Commentaire du jugement pénal de Grasse du 24 mars 2011
Gestion
JURIDIQUE
Auteur(s) : Céline Peccavy
Fonctions : Avocate au barreau de Toulouse.
Le tribunal considère qu’est répréhensible le fait que des chiens de garde aboient à l’approche des passants. Mais curieusement, la condamnation civile ne va pas de pair avec la condamnation pénale…
Dans le cadre des troubles de voisinage(1), les nuisances sonores, notamment celles provoquées par les aboiements, sont en bonne place. Le 24 mars dernier, la juridiction de proximité de Grasse, statuant en matière pénale, a rendu un jugement sur ce sujet.
Les époux V, ainsi que Mme P, habitent un petit village provençal proche de la ville de Grasse. Même si leurs propriétés sont situées non loin l’une de l’autre, les terrains sont relativement vastes : il ne s’agit donc pas d’un lotissement où les maisons sont serrées les unes contre les autres.
Pourtant, le 21 août 2010, Mme V se présente à la gendarmerie afin de déposer plainte contre Mme P. Elle expose ce jour-là aux gendarmes qu’elle est victime, depuis mai 2010, de nuisances sonores. Plus précisément, elle signale que Mme P est éleveuse de chiens de race berger allemand, qu’elle a donc toujours un grand nombre de chiens sur sa propriété, que ceux-ci se précipitent à la clôture et aboient dès que quelqu’un passe à proximité. Mme V expose donc qu’elle est excédée par les aboiements incessants des chiens, de jour comme de nuit. Elle affirme ne plus pouvoir discuter avec son mari sur leur terrasse extérieure. Elle précise enfin en avoir parlé à maintes reprises avec Mme P, qui n’en a jamais tenu compte.
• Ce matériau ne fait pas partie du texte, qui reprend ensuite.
use super::*;

#[test]
fn file_storage_missing_file_loads_none() {
    let dir = tempfile::tempdir().unwrap();
    let storage = FileTokenStorage::new(dir.path().join("token"));
    assert_eq!(storage.load().unwrap(), None);
}

#[test]
fn file_storage_save_then_load() {
    let dir = tempfile::tempdir().unwrap();
    let storage = FileTokenStorage::new(dir.path().join("nested").join("token"));
    storage.save("abc.def.ghi").unwrap();
    assert_eq!(storage.load().unwrap().as_deref(), Some("abc.def.ghi"));

    // A second instance over the same path sees the same token.
    let restarted = FileTokenStorage::new(storage.path());
    assert_eq!(restarted.load().unwrap().as_deref(), Some("abc.def.ghi"));
}

#[test]
fn file_storage_trims_and_treats_blank_as_absent() {
    let dir = tempfile::tempdir().unwrap();
    let path = dir.path().join("token");
    std::fs::write(&path, "  tok\n").unwrap();
    let storage = FileTokenStorage::new(&path);
    assert_eq!(storage.load().unwrap().as_deref(), Some("tok"));

    std::fs::write(&path, "\n").unwrap();
    assert_eq!(storage.load().unwrap(), None);
}

#[test]
fn file_storage_clear_is_idempotent() {
    let dir = tempfile::tempdir().unwrap();
    let storage = FileTokenStorage::new(dir.path().join("token"));
    storage.save("tok").unwrap();
    storage.clear().unwrap();
    storage.clear().unwrap();
    assert_eq!(storage.load().unwrap(), None);
}

#[cfg(unix)]
#[test]
fn file_storage_restricts_permissions() {
    use std::os::unix::fs::PermissionsExt;
    let dir = tempfile::tempdir().unwrap();
    let storage = FileTokenStorage::new(dir.path().join("token"));
    storage.save("tok").unwrap();
    let mode = std::fs::metadata(storage.path()).unwrap().permissions().mode();
    assert_eq!(mode & 0o777, 0o600);
}

#[test]
fn file_storage_reports_io_errors_with_path() {
    let dir = tempfile::tempdir().unwrap();
    // A directory where the file should be makes both read and write fail.
    let path = dir.path().join("token");
    std::fs::create_dir(&path).unwrap();
    let storage = FileTokenStorage::new(&path);
    let err = storage.save("tok").unwrap_err();
    assert!(err.to_string().contains("token"));
}

#[test]
fn memory_storage_round_trip() {
    let storage = MemoryTokenStorage::new();
    assert_eq!(storage.load().unwrap(), None);
    storage.save("tok").unwrap();
    assert_eq!(storage.load().unwrap().as_deref(), Some("tok"));
    storage.clear().unwrap();
    assert_eq!(storage.load().unwrap(), None);
    assert_eq!(MemoryTokenStorage::with_token("x").load().unwrap().as_deref(), Some("x"));
}

#[cfg(unix)]
#[test]
fn file_storage_tightens_existing_file_before_writing() {
    use std::os::unix::fs::PermissionsExt;
    let dir = tempfile::tempdir().unwrap();
    let path = dir.path().join("token");
    std::fs::write(&path, "old-token-that-is-longer").unwrap();
    std::fs::set_permissions(&path, std::fs::Permissions::from_mode(0o644)).unwrap();

    let storage = FileTokenStorage::new(&path);
    storage.save("new").unwrap();

    assert_eq!(std::fs::metadata(&path).unwrap().permissions().mode() & 0o777, 0o600);
    assert_eq!(std::fs::read_to_string(&path).unwrap(), "new");
}

#[test]
fn file_storage_failed_save_leaves_no_token() {
    let dir = tempfile::tempdir().unwrap();
    // Parent is a regular file, so the token file can never be created.
    let blocker = dir.path().join("blocker");
    std::fs::write(&blocker, "").unwrap();
    let storage = FileTokenStorage::new(blocker.join("token"));

    assert!(storage.save("tok").is_err());
    assert!(!storage.path().exists());
    assert_eq!(std::fs::read_to_string(&blocker).unwrap(), "");
}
Pour cette raison, elle a fait signer aux habitants du quartier une pétition contre ces nuisances, le 30 juillet 2010.
La phase procédurale qui suit le dépôt d’une plainte est celle de l’enquête préliminaire, comme le dispose le Code pénal dans son article 75 : « Les officiers de police judiciaire et, sous le contrôle de ceux-ci, les agents de police judiciaire […] procèdent à des enquêtes préliminaires, soit sur les instructions du procureur de la République, soit d’office. » Celle-ci vise à donner au final au ministère public le moyen de se décider sur les poursuites.
Dans le cadre du déroulement de cette enquête, les officiers de police judiciaire peuvent entendre les personnes de leur choix, notamment celle qui est soupçonnée d’avoir commis l’infraction, afin de recueillir sa version des faits.
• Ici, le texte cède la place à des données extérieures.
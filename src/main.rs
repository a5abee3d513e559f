use actix_web::{web, App, HttpServer};
use anyhow::Context;
use log::info;

use cgpa_predictor::auth::{CredentialGate, CredentialStore, FileStore, SecretsStore};
use cgpa_predictor::config::{Config, CredentialSource};
use cgpa_predictor::model::LinearModel;
use cgpa_predictor::routes::{self, AppState};

fn credential_store(config: &Config) -> anyhow::Result<Box<dyn CredentialStore>> {
    match config.credentials {
        CredentialSource::Secrets => {
            let store = SecretsStore::load(&config.secrets_path)
                .context("failed to load credential secrets")?;
            Ok(Box::new(store))
        }
        CredentialSource::File => {
            info!("Using users file {}", config.users_path.display());
            Ok(Box::new(FileStore::new(&config.users_path)))
        }
    }
}

async fn start_api(config: &Config, state: AppState) -> std::io::Result<()> {
    let state = web::Data::new(state);

    HttpServer::new(move || {
        App::new()
            .app_data(state.clone())
            .configure(routes::configure)
    })
    .workers(config.workers)
    .bind(config.bind_addr())?
    .run()
    .await
}

#[actix_web::main]
async fn main() -> anyhow::Result<()> {
    env_logger::Builder::from_env(env_logger::Env::default().default_filter_or("info")).init();

    let config = Config::from_env()?;

    info!("Loading CGPA model from {}", config.model_path.display());
    let model = LinearModel::load(&config.model_path).context("model artifact is required")?;

    let gate = CredentialGate::new(credential_store(&config)?);
    let state = AppState::new(model, gate);

    info!("Starting CGPA Predictor on http://{}", config.bind_addr());
    start_api(&config, state).await?;

    Ok(())
}
pub mod analytics;
pub mod auth;
pub mod config;
pub mod error;
pub mod model;
pub mod routes;
pub mod session;
pub mod views;

pub use error::{AppError, Result};
use std::env;
use std::path::PathBuf;

use crate::error::{AppError, Result};

const DEFAULT_HOST: &str = "127.0.0.1";
const DEFAULT_PORT: u16 = 8080;
const DEFAULT_MODEL_PATH: &str = "LINEARMODEL";
const DEFAULT_SECRETS_PATH: &str = "secrets.json";
const DEFAULT_USERS_PATH: &str = "users.json";
const DEFAULT_WORKERS: usize = 1;

/// Where login credentials come from.
#[derive(Debug, Clone, Copy, PartialEq, Eq)]
pub enum CredentialSource {
    /// Read-only map of pre-hashed passwords supplied by the host.
    Secrets,
    /// JSON users file that also accepts registrations.
    File,
}

impl CredentialSource {
    fn parse(value: &str) -> Result<Self> {
        match value.trim().to_ascii_lowercase().as_str() {
            "secrets" => Ok(CredentialSource::Secrets),
            "file" => Ok(CredentialSource::File),
            other => Err(AppError::Config(format!(
                "unknown credential source '{other}' (expected 'secrets' or 'file')"
            ))),
        }
    }
}

#[derive(Debug, Clone)]
pub struct Config {
    pub host: String,
    pub port: u16,
    pub workers: usize,
    pub model_path: PathBuf,
    pub credentials: CredentialSource,
    pub secrets_path: PathBuf,
    pub users_path: PathBuf,
}

impl Default for Config {
    fn default() -> Self {
        Self {
            host: DEFAULT_HOST.to_string(),
            port: DEFAULT_PORT,
            workers: DEFAULT_WORKERS,
            model_path: PathBuf::from(DEFAULT_MODEL_PATH),
            credentials: CredentialSource::File,
            secrets_path: PathBuf::from(DEFAULT_SECRETS_PATH),
            users_path: PathBuf::from(DEFAULT_USERS_PATH),
        }
    }
}

impl Config {
    pub fn from_env() -> Result<Self> {
        Self::from_lookup(|key| env::var(key).ok())
    }

    /// Builds a config from an arbitrary key lookup; unset keys keep defaults.
    pub fn from_lookup<F>(lookup: F) -> Result<Self>
    where
        F: Fn(&str) -> Option<String>,
    {
        let mut config = Config::default();

        if let Some(host) = lookup("CGPA_HOST") {
            config.host = host;
        }
        if let Some(port) = lookup("CGPA_PORT") {
            config.port = port
                .parse()
                .map_err(|_| AppError::Config(format!("CGPA_PORT is not a valid port: {port}")))?;
        }
        if let Some(workers) = lookup("CGPA_WORKERS") {
            config.workers = match workers.parse::<usize>() {
                Ok(n) if n > 0 => n,
                _ => {
                    return Err(AppError::Config(format!(
                        "CGPA_WORKERS must be a positive integer: {workers}"
                    )))
                }
            };
        }
        if let Some(path) = lookup("CGPA_MODEL_PATH") {
            config.model_path = PathBuf::from(path);
        }
        if let Some(source) = lookup("CGPA_CREDENTIALS") {
            config.credentials = CredentialSource::parse(&source)?;
        }
        if let Some(path) = lookup("CGPA_SECRETS_PATH") {
            config.secrets_path = PathBuf::from(path);
        }
        if let Some(path) = lookup("CGPA_USERS_PATH") {
            config.users_path = PathBuf::from(path);
        }

        Ok(config)
    }

    pub fn bind_addr(&self) -> String {
        format!("{}:{}", self.host, self.port)
    }
}

#[cfg(test)]
mod tests {
    use super::*;
    use std::collections::HashMap;

    fn lookup_from(pairs: &[(&str, &str)]) -> impl Fn(&str) -> Option<String> {
        let map: HashMap<String, String> = pairs
            .iter()
            .map(|(k, v)| (k.to_string(), v.to_string()))
            .collect();
        move |key| map.get(key).cloned()
    }

    #[test]
    fn defaults_when_nothing_set() {
        let config = Config::from_lookup(|_| None).unwrap();
        assert_eq!(config.bind_addr(), "127.0.0.1:8080");
        assert_eq!(config.workers, 1);
        assert_eq!(config.credentials, CredentialSource::File);
        assert_eq!(config.model_path, PathBuf::from("LINEARMODEL"));
    }

    #[test]
    fn overrides_are_applied() {
        let config = Config::from_lookup(lookup_from(&[
            ("CGPA_PORT", "9000"),
            ("CGPA_CREDENTIALS", "Secrets"),
            ("CGPA_SECRETS_PATH", "/etc/cgpa/secrets.json"),
        ]))
        .unwrap();
        assert_eq!(config.port, 9000);
        assert_eq!(config.credentials, CredentialSource::Secrets);
        assert_eq!(config.secrets_path, PathBuf::from("/etc/cgpa/secrets.json"));
    }

    #[test]
    fn bad_values_are_rejected() {
        assert!(Config::from_lookup(lookup_from(&[("CGPA_PORT", "eighty")])).is_err());
        assert!(Config::from_lookup(lookup_from(&[("CGPA_WORKERS", "0")])).is_err());
        assert!(Config::from_lookup(lookup_from(&[("CGPA_CREDENTIALS", "ldap")])).is_err());
    }
}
L’article 78 du Code pénal dispose que « les personnes convoquées par un officier de police judiciaire pour les nécessités de l’enquête sont tenues de comparaître ». Il ajoute que « l’officier de police judiciaire peut contraindre à comparaître par la force publique, avec l’autorisation préalable du procureur de la République, les personnes qui n’ont pas répondu à une convocation à comparaître ou dont on peut craindre qu’elles ne répondent pas à une telle convocation ». Ainsi, la comparution est forcée, si besoin est.
En l’espèce, Mme P a respecté la convocation adressée par la gendarmerie et s’est présentée le 1er septembre 2010 afin d’être auditionnée. Elle déclare alors aux gendarmes qu’elle possède cinq chiens, qui sont dressés et fréquentent tous un club d’éducation canine. Elle précise également qu’elle n’est pas éleveuse, car elle n’a qu’une portée de chiots par an, que tous les chiens dorment à l’intérieur de la maison la nuit, que lorsqu’elle s’absente dans la journée deux chiens sont à l’intérieur et les autres dans leur box. Elle reconnaît enfin que ses chiens aboient, mais seulement le jour et uniquement lorsque quelqu’un passe près de la propriété ou lorsque les autres chiens du quartier aboient. Selon Mme P, ses chiens n’aboient donc pas en continu.
Après avoir entendu la prévenue et les plaignants, les gendarmes, toujours dans le cadre de l’enquête préliminaire, se rendent au domicile de Mme P, le 6 octobre 2010 dans l’après-midi. Ils constatent alors par eux-mêmes qu’à l’évidence, dès que quelqu’un passe à proximité du domicile, les chiens aboient. Ils précisent que les aboiements sont plus fréquents en fin d’après-midi vers 18 h, que Mme P habite un quartier situé à proximité de la forêt avec beaucoup de passage, enfin que les chiens de Mme P ne sont pas les seuls à aboyer mais, qu’en raison de leur nombre, leurs aboiements sont plus forts.
Celle-ci se matérialise par la rédaction d’un procès-verbal de synthèse, qui contient notamment les paragraphes préambule, exposé des faits, enquête, clôture. Il y est fait mention de la décision de poursuivre ou non la personne à l’encontre de laquelle la plainte est déposée.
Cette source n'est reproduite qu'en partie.